[Items from a data source]
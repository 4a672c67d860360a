/// Host-side logical tree for replay tests

use std::collections::HashMap;

use shadow_sync_data::{
    ComponentOptions, ElementState, ListenerInfo, ReplayNode, ReplaySource, ShadowElement,
};
use shadow_sync_shared::{AssociateValueInfo, EventMutLevel};

use crate::shape::Shape;

pub type LogicalNode = usize;

struct LogicalEntry {
    kind: ReplayNode,
    children: Vec<LogicalNode>,
    shadow_root: Option<LogicalNode>,
    slot_element: Option<LogicalNode>,
    state: ElementState,
    is_reflect: bool,
}

/// An arena tree standing in for a host framework's live nodes.
///
/// Remembers the element every node was replayed as, and hands those back
/// on the next replay when `reuse_elements` is set.
#[derive(Default)]
pub struct LogicalTree {
    nodes: Vec<LogicalEntry>,
    replayed: HashMap<LogicalNode, ShadowElement>,
    pub reuse_elements: bool,
}

impl LogicalTree {
    pub fn new() -> Self {
        Self::default()
    }

    fn push(&mut self, kind: ReplayNode) -> LogicalNode {
        self.nodes.push(LogicalEntry {
            kind,
            children: Vec::new(),
            shadow_root: None,
            slot_element: None,
            state: ElementState::default(),
            is_reflect: false,
        });
        self.nodes.len() - 1
    }

    pub fn element(&mut self, name: &str) -> LogicalNode {
        self.push(ReplayNode::Element {
            logical_name: name.to_string(),
            styling_name: name.to_string(),
        })
    }

    pub fn text(&mut self, text: &str) -> LogicalNode {
        self.push(ReplayNode::Text(text.to_string()))
    }

    pub fn virtual_node(&mut self, name: &str) -> LogicalNode {
        self.push(ReplayNode::Virtual {
            name: name.to_string(),
            inherit_slots: false,
        })
    }

    /// Adds a component together with its shadow root
    pub fn component(&mut self, options: ComponentOptions) -> LogicalNode {
        let component = self.push(ReplayNode::Component(options));
        let shadow_root = self.push(ReplayNode::ShadowRoot);
        self.nodes[component].shadow_root = Some(shadow_root);
        component
    }

    pub fn shadow_root_of(&self, component: LogicalNode) -> Option<LogicalNode> {
        self.nodes[component].shadow_root
    }

    pub fn append(&mut self, parent: LogicalNode, child: LogicalNode) {
        self.nodes[parent].children.push(child);
    }

    pub fn set_id(&mut self, node: LogicalNode, id: &str) {
        self.nodes[node].state.id = Some(id.to_string());
    }

    pub fn add_class(&mut self, node: LogicalNode, class: &str) {
        self.nodes[node].state.classes.push(class.to_string());
    }

    pub fn set_style(&mut self, node: LogicalNode, segments: &[&str]) {
        self.nodes[node].state.style_segments = segments.iter().map(|s| s.to_string()).collect();
    }

    pub fn set_slot(&mut self, node: LogicalNode, name: &str) {
        self.nodes[node].state.slot = Some(name.to_string());
    }

    pub fn set_slot_name(&mut self, node: LogicalNode, name: &str) {
        self.nodes[node].state.slot_name = Some(name.to_string());
    }

    /// Records that `child` is currently distributed into `slot`
    pub fn distribute(&mut self, child: LogicalNode, slot: LogicalNode) {
        self.nodes[child].slot_element = Some(slot);
    }

    pub fn listen(&mut self, node: LogicalNode, event_type: &str, capture: bool, mut_level: EventMutLevel) {
        self.nodes[node].state.listeners.push(ListenerInfo {
            event_type: event_type.to_string(),
            capture,
            mut_level,
        });
    }

    pub fn set_reflect(&mut self, node: LogicalNode, is_reflect: bool) {
        self.nodes[node].is_reflect = is_reflect;
    }

    /// Element a node was last replayed as
    pub fn replayed(&self, node: LogicalNode) -> Option<ShadowElement> {
        self.replayed.get(&node).copied()
    }

    pub fn shape(&self, node: LogicalNode) -> Shape {
        let entry = &self.nodes[node];
        let label = match &entry.kind {
            ReplayNode::Text(text) => format!("text:{}", text),
            ReplayNode::Element { logical_name, .. } => format!("element:{}", logical_name),
            ReplayNode::Virtual { name, .. } => format!("virtual:{}", name),
            ReplayNode::Component(options) => format!("component:{}", options.tag_name),
            ReplayNode::ShadowRoot => "shadow-root".to_string(),
        };
        Shape {
            label,
            id: entry.state.id.clone().filter(|id| !id.is_empty()),
            classes: entry.state.classes.clone(),
            slot: entry.state.slot.clone().filter(|slot| !slot.is_empty()),
            children: entry.children.iter().map(|child| self.shape(*child)).collect(),
            shadow: entry
                .shadow_root
                .map(|shadow_root| Box::new(self.shape(shadow_root))),
        }
    }
}

impl ReplaySource for LogicalTree {
    type Node = LogicalNode;

    fn kind(&self, node: &LogicalNode) -> ReplayNode {
        self.nodes[*node].kind.clone()
    }

    fn children(&self, node: &LogicalNode) -> Vec<LogicalNode> {
        self.nodes[*node].children.clone()
    }

    fn shadow_root(&self, node: &LogicalNode) -> Option<LogicalNode> {
        self.nodes[*node].shadow_root
    }

    fn slot_element(&self, node: &LogicalNode) -> Option<LogicalNode> {
        self.nodes[*node].slot_element
    }

    fn element_state(&self, node: &LogicalNode) -> ElementState {
        self.nodes[*node].state.clone()
    }

    fn associate_value(&self, node: &LogicalNode) -> AssociateValueInfo {
        AssociateValueInfo {
            is_reflect: self.nodes[*node].is_reflect,
        }
    }

    fn existing_element(&self, node: &LogicalNode) -> Option<ShadowElement> {
        if self.reuse_elements {
            self.replayed(*node)
        } else {
            None
        }
    }

    fn after_replay(&mut self, node: &LogicalNode, element: &ShadowElement) {
        self.replayed.insert(*node, *element);
    }
}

# EXERCISE
Nothing added, nothing dropped: copy the data above.

# REPLY TO THE TASK
repository 4a672c67d860360a
/// Host-side logical tree for replay tests

use std::collections::HashMap;

use shadow_sync_data::{
    ComponentOptions, ElementState, ListenerInfo, ReplayNode, ReplaySource, ShadowElement,
};
use shadow_sync_shared::{AssociateValueInfo, EventMutLevel};

use crate::shape::Shape;

pub type LogicalNode = usize;

struct LogicalEntry {
    kind: ReplayNode,
    children: Vec<LogicalNode>,
    shadow_root: Option<LogicalNode>,
    slot_element: Option<LogicalNode>,
    state: ElementState,
    is_reflect: bool,
}

/// An arena tree standing in for a host framework's live nodes.
///
/// Remembers the element every node was replayed as, and hands those back
/// on the next replay when `reuse_elements` is set.
#[derive(Default)]
pub struct LogicalTree {
    nodes: Vec<LogicalEntry>,
    replayed: HashMap<LogicalNode, ShadowElement>,
    pub reuse_elements: bool,
}

impl LogicalTree {
    pub fn new() -> Self {
        Self::default()
    }

    fn push(&mut self, kind: ReplayNode) -> LogicalNode {
        self.nodes.push(LogicalEntry {
            kind,
            children: Vec::new(),
            shadow_root: None,
            slot_element: None,
            state: ElementState::default(),
            is_reflect: false,
        });
        self.nodes.len() - 1
    }

    pub fn element(&mut self, name: &str) -> LogicalNode {
        self.push(ReplayNode::Element {
            logical_name: name.to_string(),
            styling_name: name.to_string(),
        })
    }

    pub fn text(&mut self, text: &str) -> LogicalNode {
        self.push(ReplayNode::Text(text.to_string()))
    }

    pub fn virtual_node(&mut self, name: &str) -> LogicalNode {
        self.push(ReplayNode::Virtual {
            name: name.to_string(),
            inherit_slots: false,
        })
    }

    /// Adds a component together with its shadow root
    pub fn component(&mut self, options: ComponentOptions) -> LogicalNode {
        let component = self.push(ReplayNode::Component(options));
        let shadow_root = self.push(ReplayNode::ShadowRoot);
        self.nodes[component].shadow_root = Some(shadow_root);
        component
    }

    pub fn shadow_root_of(&self, component: LogicalNode) -> Option<LogicalNode> {
        self.nodes[component].shadow_root
    }

    pub fn append(&mut self, parent: LogicalNode, child: LogicalNode) {
        self.nodes[parent].children.push(child);
    }

    pub fn set_id(&mut self, node: LogicalNode, id: &str) {
        self.nodes[node].state.id = Some(id.to_string());
    }

    pub fn add_class(&mut self, node: LogicalNode, class: &str) {
        self.nodes[node].state.classes.push(class.to_string());
    }

    pub fn set_style(&mut self, node: LogicalNode, segments: &[&str]) {
        self.nodes[node].state.style_segments = segments.iter().map(|s| s.to_string()).collect();
    }

    pub fn set_slot(&mut self, node: LogicalNode, name: &str) {
        self.nodes[node].state.slot = Some(name.to_string());
    }

    pub fn set_slot_name(&mut self, node: LogicalNode, name: &str) {
        self.nodes[node].state.slot_name = Some(name.to_string());
    }

    /// Records that `child` is currently distributed into `slot`
    pub fn distribute(&mut self, child: LogicalNode, slot: LogicalNode) {
        self.nodes[child].slot_element = Some(slot);
    }

    pub fn listen(&mut self, node: LogicalNode, event_type: &str, capture: bool, mut_level: EventMutLevel) {
        self.nodes[node].state.listeners.push(ListenerInfo {
            event_type: event_type.to_string(),
            capture,
            mut_level,
        });
    }

    pub fn set_reflect(&mut self, node: LogicalNode, is_reflect: bool) {
        self.nodes[node].is_reflect = is_reflect;
    }

    /// Element a node was last replayed as
    pub fn replayed(&self, node: LogicalNode) -> Option<ShadowElement> {
        self.replayed.get(&node).copied()
    }

    pub fn shape(&self, node: LogicalNode) -> Shape {
        let entry = &self.nodes[node];
        let label = match &entry.kind {
            ReplayNode::Text(text) => format!("text:{}", text),
            ReplayNode::Element { logical_name, .. } => format!("element:{}", logical_name),
            ReplayNode::Virtual { name, .. } => format!("virtual:{}", name),
            ReplayNode::Component(options) => format!("component:{}", options.tag_name),
            ReplayNode::ShadowRoot => "shadow-root".to_string(),
        };
        Shape {
            label,
            id: entry.state.id.clone().filter(|id| !id.is_empty()),
            classes: entry.state.classes.clone(),
            slot: entry.state.slot.clone().filter(|slot| !slot.is_empty()),
            children: entry.children.iter().map(|child| self.shape(*child)).collect(),
            shadow: entry
                .shadow_root
                .map(|shadow_root| Box::new(self.shape(shadow_root))),
        }
    }
}

impl ReplaySource for LogicalTree {
    type Node = LogicalNode;

    fn kind(&self, node: &LogicalNode) -> ReplayNode {
        self.nodes[*node].kind.clone()
    }

    fn children(&self, node: &LogicalNode) -> Vec<LogicalNode> {
        self.nodes[*node].children.clone()
    }

    fn shadow_root(&self, node: &LogicalNode) -> Option<LogicalNode> {
        self.nodes[*node].shadow_root
    }

    fn slot_element(&self, node: &LogicalNode) -> Option<LogicalNode> {
        self.nodes[*node].slot_element
    }

    fn element_state(&self, node: &LogicalNode) -> ElementState {
        self.nodes[*node].state.clone()
    }

    fn associate_value(&self, node: &LogicalNode) -> AssociateValueInfo {
        AssociateValueInfo {
            is_reflect: self.nodes[*node].is_reflect,
        }
    }

    fn existing_element(&self, node: &LogicalNode) -> Option<ShadowElement> {
        if self.reuse_elements {
            self.replayed(*node)
        } else {
            None
        }
    }

    fn after_replay(&mut self, node: &LogicalNode, element: &ShadowElement) {
        self.replayed.insert(*node, *element);
    }
}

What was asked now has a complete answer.